Your task is to copy each line of the material below that includes "return".

■ Data for analysis:
*** Begin section ***

//! Conversation session
//!
//! Owns one conversation: its message list, the selected model and the
//! loading flag. At most one turn is in flight; every state transition happens
//! under a single lock that is never held across the gateway call.

use futures::StreamExt;
use parking_lot::Mutex;
use serde::Serialize;
use std::sync::Arc;
use tracing::{debug, error, warn};

use crate::core::gateway::{InferenceGateway, StreamEvent};
use crate::core::models::DEFAULT_MODEL_ID;
use crate::core::providers::unified_provider::ProviderError;
use crate::core::types::Message;

/// Assistant text recorded when the gateway call fails
pub const FAILED_RESPONSE_MESSAGE: &str =
    "Error: Failed to get response from Bedrock. Please check your connection and try again.";

/// Renderable view of a conversation
#[derive(Debug, Clone, PartialEq, Eq, Serialize)]
#[serde(rename_all = "camelCase")]
pub struct ConversationState {
    pub messages: Vec<Message>,
    pub selected_model: String,
    pub is_loading: bool,
}

/// Why a send was ignored
#[derive(Debug, Clone, Copy, PartialEq, Eq)]
pub enum RejectReason {
    /// Content was empty or whitespace only
    EmptyContent,
    /// Another turn is still waiting for its reply
    InFlight,
}

/// Result of a send
#[derive(Debug, Clone, PartialEq, Eq)]
pub enum SendOutcome {
    /// Nothing changed
    Rejected(RejectReason),
    /// The assistant message appended to the conversation
    Replied(Message),
    /// The reply arrived after the conversation was reset and was dropped
    Discarded,
}

struct Inner {
    state: ConversationState,
    /// Bumped on every reset so late replies can be recognized
    epoch: u64,
}

/// A single conversation bound to an inference gateway
pub struct ConversationSession {
    inner: Mutex<Inner>,
    gateway: Arc<dyn InferenceGateway>,
}

impl std::fmt::Debug for ConversationSession {
    fn fmt(&self, f: &mut std::fmt::Formatter<'_>) -> std::fmt::Result {
        f.debug_struct("ConversationSession")
            .field("state", &self.inner.lock().state)
            .field("gateway", &self.gateway.name())
            .finish()
    }
}

impl ConversationSession {
    /// Start an empty conversation with `model_id` selected
    pub fn new(gateway: Arc<dyn InferenceGateway>, model_id: impl Into<String>) -> Self {
        Self {
            inner: Mutex::new(Inner {
                state: ConversationState {
                    messages: Vec::new(),
                    selected_model: model_id.into(),
                    is_loading: false,
                },
                epoch: 0,
            }),
            gateway,
        }
    }

    /// Start an empty conversation with the default model selected
    pub fn with_default_model(gateway: Arc<dyn InferenceGateway>) -> Self {
        Self::new(gateway, DEFAULT_MODEL_ID)
    }

    /// Owned copy of the current state
    pub fn snapshot(&self) -> ConversationState {
        self.inner.lock().state.clone()
    }

    pub fn messages(&self) -> Vec<Message> {
        self.inner.lock().state.messages.clone()
    }

    pub fn selected_model(&self) -> String {
        self.inner.lock().state.selected_model.clone()
    }

    pub fn is_loading(&self) -> bool {
        self.inner.lock().state.is_loading
    }

    /// Switch model and start a fresh conversation
    pub fn select_model(&self, model_id: impl Into<String>) {
        let mut inner = self.inner.lock();
        inner.state.selected_model = model_id.into();
        inner.state.messages.clear();
        inner.epoch += 1;
    }

    /// Drop all messages, keeping the model and loading flag
    pub fn clear(&self) {
        let mut inner = self.inner.lock();
        inner.state.messages.clear();
        inner.epoch += 1;
    }

    /// Send a user message and wait for the full reply
    pub async fn send(&self, content: &str) -> SendOutcome {
        let (turn, history, model_id) = match self.begin(content) {
            Ok(started) => started,
            Err(reason) => return SendOutcome::Rejected(reason),
        };

        let text = match self.gateway.invoke(&history, &model_id).await {
            Ok(text) => text,
            Err(e) => {
                error!("Error getting response from {}: {}", model_id, e);
                FAILED_RESPONSE_MESSAGE.to_string()
            }
        };

        turn.complete(text)
    }

    /// Send a user message and report the reply fragment by fragment
    ///
    /// The fragments seen by `on_fragment` concatenate to the appended
    /// assistant message unless the stream fails, in which case the failure
    /// text is appended instead.
    pub async fn send_streaming<F>(&self, content: &str, mut on_fragment: F) -> SendOutcome
    where
        F: FnMut(&str) + Send,
    {
        let (turn, history, model_id) = match self.begin(content) {
            Ok(started) => started,
            Err(reason) => return SendOutcome::Rejected(reason),
        };

        let text = match self
            .stream_reply(&history, &model_id, &mut on_fragment)
            .await
        {
            Ok(text) => text,
            Err(e) => {
                error!("Error streaming response from {}: {}", model_id, e);
                FAILED_RESPONSE_MESSAGE.to_string()
            }
        };

        turn.complete(text)
    }

    async fn stream_reply<F>(
        &self,
        history: &[Message],
        model_id: &str,
        on_fragment: &mut F,
    ) -> Result<String, ProviderError>
    where
        F: FnMut(&str) + Send,
    {
        let mut stream = self.gateway.invoke_streaming(history, model_id).await?;
        let mut text = String::new();
        while let Some(event) = stream.next().await {
            match event? {
                StreamEvent::Fragment(fragment) => {
                    on_fragment(&fragment);
                    text.push_str(&fragment);
                }
                StreamEvent::Done => return Ok(text),
            }
        }
        Err(ProviderError::streaming(
            self.gateway.name(),
            None,
            "stream ended before the end marker",
        ))
    }

    /// Validate, append the user message and mark the session as loading
    fn begin(&self, content: &str) -> Result<(Turn<'_>, Vec<Message>, String), RejectReason> {
        if content.trim().is_empty() {
            debug!("Ignoring empty message");
            return Err(RejectReason::EmptyContent);
        }

        let mut inner = self.inner.lock();
        if inner.state.is_loading {
            warn!("Ignoring message while a reply is pending");
            return Err(RejectReason::InFlight);
        }

        inner.state.messages.push(Message::user(content));
        inner.state.is_loading = true;

        let turn = Turn {
            session: self,
            epoch: inner.epoch,
            completed: false,
        };
        Ok((
            turn,
            inner.state.messages.clone(),
            inner.state.selected_model.clone(),
        ))
    }
}

/// One in-flight turn. Dropping it unfinished still clears the loading flag.
struct Turn<'a> {
    session: &'a ConversationSession,
    epoch: u64,
    completed: bool,
}

impl Turn<'_> {
    fn complete(mut self, text: String) -> SendOutcome {
        self.completed = true;
        let mut inner = self.session.inner.lock();
        inner.state.is_loading = false;

        if inner.epoch != self.epoch {
            debug!("Discarding reply for a conversation that was reset");
            return SendOutcome::Discarded;
        }

        let reply = Message::assistant(text);
        inner.state.messages.push(reply.clone());
        SendOutcome::Replied(reply)
    }
}

impl Drop for Turn<'_> {
    fn drop(&mut self) {
        if !self.completed {
            self.session.inner.lock().state.is_loading = false;
        }
    }
}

*** End section ***

■ Exercise response:
            Err(reason) => return SendOutcome::Rejected(reason),
            Err(reason) => return SendOutcome::Rejected(reason),
                StreamEvent::Done => return Ok(text),
            return Err(RejectReason::EmptyContent);
            return Err(RejectReason::InFlight);
            return SendOutcome::Discarded;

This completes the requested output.